● **Task description**
What comes back must be the data itself, retyped exactly.
--------------------
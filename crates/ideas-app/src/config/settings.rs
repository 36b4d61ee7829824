//! Settings parser for config.toml

use super::types::Settings;
use ideas_core::logging::APP_DIR_NAME;
use ideas_core::prelude::*;
use std::path::{Path, PathBuf};
use std::time::Duration;

const CONFIG_FILENAME: &str = "config.toml";

// ─────────────────────────────────────────────────────────────────────────────
// Paths
// ─────────────────────────────────────────────────────────────────────────────

/// Default location of config.toml: `<config_dir>/startup-ideas/config.toml`
pub fn default_config_path() -> PathBuf {
    dirs::config_dir()
        .unwrap_or_else(|| PathBuf::from("."))
        .join(APP_DIR_NAME)
        .join(CONFIG_FILENAME)
}

/// Default directory for persisted state: `<data_local_dir>/startup-ideas`
pub fn default_data_dir() -> PathBuf {
    dirs::data_local_dir()
        .unwrap_or_else(|| PathBuf::from("."))
        .join(APP_DIR_NAME)
}

impl Settings {
    /// Directory persisted favorites are stored in
    pub fn data_dir(&self) -> PathBuf {
        match self.storage.data_dir {
            Some(ref dir) if !dir.as_os_str().is_empty() => dir.clone(),
            _ => default_data_dir(),
        }
    }

    /// Timeout for URL sources
    pub fn source_timeout(&self) -> Duration {
        Duration::from_secs(self.source.timeout_secs.max(1))
    }
}

// ─────────────────────────────────────────────────────────────────────────────
// Settings Loading
// ─────────────────────────────────────────────────────────────────────────────

/// Load settings from `config_path`
///
/// Returns default settings if file doesn't exist or can't be parsed.
pub fn load_settings(config_path: &Path) -> Settings {
    if !config_path.exists() {
        debug!("No config file at {:?}, using defaults", config_path);
        return Settings::default();
    }

    match std::fs::read_to_string(config_path) {
        Ok(content) => match toml::from_str(&content) {
            Ok(settings) => {
                debug!("Loaded settings from {:?}", config_path);
                settings
            }
            Err(e) => {
                warn!("Failed to parse {:?}: {}", config_path, e);
                Settings::default()
            }
        },
        Err(e) => {
            warn!("Failed to read {:?}: {}", config_path, e);
            Settings::default()
        }
    }
}

/// Write a commented default config.toml if none exists.
///
/// Returns `true` when a file was created.
pub fn init_config_file(config_path: &Path) -> Result<bool> {
    if config_path.exists() {
        return Ok(false);
    }

    if let Some(parent) = config_path.parent() {
        std::fs::create_dir_all(parent)
            .map_err(|e| Error::config(format!("Failed to create config dir: {}", e)))?;
    }

    std::fs::write(config_path, generate_default_config())
        .map_err(|e| Error::config(format!("Failed to write config.toml: {}", e)))?;

    info!("Created default config at {:?}", config_path);
    Ok(true)
}

fn generate_default_config() -> String {
    r#"# Startup Ideas Configuration

[source]
location = "ideas.json"   # File path or http(s) URL of the idea list
timeout_secs = 10         # Timeout for URL sources

[storage]
# data_dir = "/path/to/state"   # Defaults to the platform data directory
persist = true            # false keeps favorites in memory for this session only

[export]
directory = "."           # Where startup-ideas-favorites.json is written
"#
    .to_string()
}

#[cfg(test)]
mod tests {
    use super::*;
    use tempfile::tempdir;

    #[test]
    fn test_load_settings_missing_file() {
        let temp = tempdir().unwrap();
        let settings = load_settings(&temp.path().join(CONFIG_FILENAME));
        assert_eq!(settings, Settings::default());
    }

    #[test]
    fn test_load_settings_custom() {
        let temp = tempdir().unwrap();
        let path = temp.path().join(CONFIG_FILENAME);
        std::fs::write(
            &path,
            r#"
[source]
location = "my-ideas.json"

[export]
directory = "out"
"#,
        )
        .unwrap();

        let settings = load_settings(&path);

        assert_eq!(settings.source.location, "my-ideas.json");
        assert_eq!(settings.export.directory, PathBuf::from("out"));
    }

    #[test]
    fn test_load_settings_invalid_toml() {
        let temp = tempdir().unwrap();
        let path = temp.path().join(CONFIG_FILENAME);
        std::fs::write(&path, "this is [not valid toml").unwrap();

        let settings = load_settings(&path);

        assert_eq!(settings, Settings::default());
    }

    #[test]
    fn test_init_config_file() {
        let temp = tempdir().unwrap();
        let path = temp.path().join("nested").join(CONFIG_FILENAME);

        assert!(init_config_file(&path).unwrap());
        assert!(path.exists());
        assert!(!init_config_file(&path).unwrap());
    }

    #[test]
    fn test_generate_default_config_is_valid_toml() {
        let settings: Settings = toml::from_str(&generate_default_config()).unwrap();
        assert_eq!(settings, Settings::default());
    }

    #[test]
    fn test_data_dir_override() {
        let mut settings = Settings::default();
        settings.storage.data_dir = Some(PathBuf::from("/tmp/state"));
        assert_eq!(settings.data_dir(), PathBuf::from("/tmp/state"));
    }

    #[test]
    fn test_empty_data_dir_uses_default() {
        let mut settings = Settings::default();
        settings.storage.data_dir = Some(PathBuf::new());
        assert_eq!(settings.data_dir(), default_data_dir());
    }

    #[test]
    fn test_source_timeout_has_floor() {
        let mut settings = Settings::default();
        settings.source.timeout_secs = 0;
        assert_eq!(settings.source_timeout(), Duration::from_secs(1));
    }
}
--------------------
● **Response for this exercise**
filename crates/ideas-app/src/config/settings.rs
repository 36b4d61ee7829824
//! Settings parser for config.toml

use super::types::Settings;
use ideas_core::logging::APP_DIR_NAME;
use ideas_core::prelude::*;
use std::path::{Path, PathBuf};
use std::time::Duration;

const CONFIG_FILENAME: &str = "config.toml";

// ─────────────────────────────────────────────────────────────────────────────
// Paths
// ─────────────────────────────────────────────────────────────────────────────

/// Default location of config.toml: `<config_dir>/startup-ideas/config.toml`
pub fn default_config_path() -> PathBuf {
    dirs::config_dir()
        .unwrap_or_else(|| PathBuf::from("."))
        .join(APP_DIR_NAME)
        .join(CONFIG_FILENAME)
}

/// Default directory for persisted state: `<data_local_dir>/startup-ideas`
pub fn default_data_dir() -> PathBuf {
    dirs::data_local_dir()
        .unwrap_or_else(|| PathBuf::from("."))
        .join(APP_DIR_NAME)
}

impl Settings {
    /// Directory persisted favorites are stored in
    pub fn data_dir(&self) -> PathBuf {
        match self.storage.data_dir {
            Some(ref dir) if !dir.as_os_str().is_empty() => dir.clone(),
            _ => default_data_dir(),
        }
    }

    /// Timeout for URL sources
    pub fn source_timeout(&self) -> Duration {
        Duration::from_secs(self.source.timeout_secs.max(1))
    }
}

// ─────────────────────────────────────────────────────────────────────────────
// Settings Loading
// ─────────────────────────────────────────────────────────────────────────────

/// Load settings from `config_path`
///
/// Returns default settings if file doesn't exist or can't be parsed.
pub fn load_settings(config_path: &Path) -> Settings {
    if !config_path.exists() {
        debug!("No config file at {:?}, using defaults", config_path);
        return Settings::default();
    }

    match std::fs::read_to_string(config_path) {
        Ok(content) => match toml::from_str(&content) {
            Ok(settings) => {
                debug!("Loaded settings from {:?}", config_path);
                settings
            }
            Err(e) => {
                warn!("Failed to parse {:?}: {}", config_path, e);
                Settings::default()
            }
        },
        Err(e) => {
            warn!("Failed to read {:?}: {}", config_path, e);
            Settings::default()
        }
    }
}

/// Write a commented default config.toml if none exists.
///
/// Returns `true` when a file was created.
pub fn init_config_file(config_path: &Path) -> Result<bool> {
    if config_path.exists() {
        return Ok(false);
    }

    if let Some(parent) = config_path.parent() {
        std::fs::create_dir_all(parent)
            .map_err(|e| Error::config(format!("Failed to create config dir: {}", e)))?;
    }

    std::fs::write(config_path, generate_default_config())
        .map_err(|e| Error::config(format!("Failed to write config.toml: {}", e)))?;

    info!("Created default config at {:?}", config_path);
    Ok(true)
}

fn generate_default_config() -> String {
    r#"# Startup Ideas Configuration

[source]
location = "ideas.json"   # File path or http(s) URL of the idea list
timeout_secs = 10         # Timeout for URL sources

[storage]
# data_dir = "/path/to/state"   # Defaults to the platform data directory
persist = true            # false keeps favorites in memory for this session only

[export]
directory = "."           # Where startup-ideas-favorites.json is written
"#
    .to_string()
}

#[cfg(test)]
mod tests {
    use super::*;
    use tempfile::tempdir;

    #[test]
    fn test_load_settings_missing_file() {
        let temp = tempdir().unwrap();
        let settings = load_settings(&temp.path().join(CONFIG_FILENAME));
        assert_eq!(settings, Settings::default());
    }

    #[test]
    fn test_load_settings_custom() {
        let temp = tempdir().unwrap();
        let path = temp.path().join(CONFIG_FILENAME);
        std::fs::write(
            &path,
            r#"
[source]
location = "my-ideas.json"

[export]
directory = "out"
"#,
        )
        .unwrap();

        let settings = load_settings(&path);

        assert_eq!(settings.source.location, "my-ideas.json");
        assert_eq!(settings.export.directory, PathBuf::from("out"));
    }

    #[test]
    fn test_load_settings_invalid_toml() {
        let temp = tempdir().unwrap();
        let path = temp.path().join(CONFIG_FILENAME);
        std::fs::write(&path, "this is [not valid toml").unwrap();

        let settings = load_settings(&path);

        assert_eq!(settings, Settings::default());
    }

    #[test]
    fn test_init_config_file() {
        let temp = tempdir().unwrap();
        let path = temp.path().join("nested").join(CONFIG_FILENAME);

        assert!(init_config_file(&path).unwrap());
        assert!(path.exists());
        assert!(!init_config_file(&path).unwrap());
    }

    #[test]
    fn test_generate_default_config_is_valid_toml() {
        let settings: Settings = toml::from_str(&generate_default_config()).unwrap();
        assert_eq!(settings, Settings::default());
    }

    #[test]
    fn test_data_dir_override() {
        let mut settings = Settings::default();
        settings.storage.data_dir = Some(PathBuf::from("/tmp/state"));
        assert_eq!(settings.data_dir(), PathBuf::from("/tmp/state"));
    }

    #[test]
    fn test_empty_data_dir_uses_default() {
        let mut settings = Settings::default();
        settings.storage.data_dir = Some(PathBuf::new());
        assert_eq!(settings.data_dir(), default_data_dir());
    }

    #[test]
    fn test_source_timeout_has_floor() {
        let mut settings = Settings::default();
        settings.source.timeout_secs = 0;
        assert_eq!(settings.source_timeout(), Duration::from_secs(1));
    }
}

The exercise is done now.